How useful is tidal-stream energy for electricity supply?
Abstract:
Renewable energy could increase access to electricity, bringing communities out of fuel poverty, and provide grid-connected communities with a low carbon secure energy supply. However, temporal variability exists in non-thermal renewable energy sources, such as clouds for solar-PV and gusts for wind energy. The change to temporally variable renewable energy sources, from controllable and predictable thermal power stations, is a therefore a challenge for electricity grid system engineers. Due to the regular periodicity of the tide, tidal-stream energy is often stated as predictable. Here, we use various metrics to understand the temporal variability and asses the quality of tidal-stream electricity. Direct high-resolution measurements of power and electricity from a 1 MW tidal turbine (Orkney Islands, UK), and incoming hub-height tidal current velocity, were interpolated to a common timeseries at 0.5 Hz.
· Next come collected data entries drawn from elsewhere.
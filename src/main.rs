use clap::Parser;
use tradegate::cli::{Cli, run};

fn main() -> std::process::ExitCode {
    run(Cli::parse())
}
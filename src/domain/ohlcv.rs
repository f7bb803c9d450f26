//! OHLCV bar representation.

use chrono::{DateTime, Utc};

#[derive(Debug, Clone, PartialEq)]
pub struct Bar {
    pub symbol: String,
    pub timestamp: DateTime<Utc>,
    pub open: f64,
    pub high: f64,
    pub low: f64,
    pub close: f64,
    pub volume: f64,
}

impl Bar {
    /// (high + low + close) / 3
    pub fn typical_price(&self) -> f64 {
        (self.high + self.low + self.close) / 3.0
    }

    /// A bar is usable when its prices are positive and internally consistent.
    pub fn is_well_formed(&self) -> bool {
        self.low > 0.0
            && self.low <= self.high
            && (self.low..=self.high).contains(&self.open)
            && (self.low..=self.high).contains(&self.close)
            && self.volume >= 0.0
    }
}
Variability of shore-side measured voltage was found to be well within acceptable levels (∼0.3% at 0.5 Hz) and fine-scale temporal variability did not significantly affect resource yield estimates (<1%). Tidal power temporal variability, at sub 10-minute scales, was low (standard deviation 10–12% of rated power), with decreasing power variability for higher flow speeds. Fine-scale tidal current variability (i.e. turbulence) followed a normal distribution, and turbulence intensity levels reduced for higher mean flow speeds. Measured power variability was driven by this flow variability, allowing a statistical model to successfully predict power at 0.5Hz using broad-scale tidal resource model data. The synthetic power variability model reliably downscaled 30-minute tidal velocity simulations to power at 0.5 Hz (85% skill and 14% error), using a “t-location” distribution of observed fine-scale power variability in combination with an idealised power curve. The predictability and quality of tidal-stream energy was therefore considered high, which may be undervalued in future electricity system design. Moreover, tidal energy appears suitable for off-grid renewable energy systems as control measures and storage solutions can be designed to provide a firm supply, perhaps cheaper than some estimates of Levelized Cost of Energy would suggest.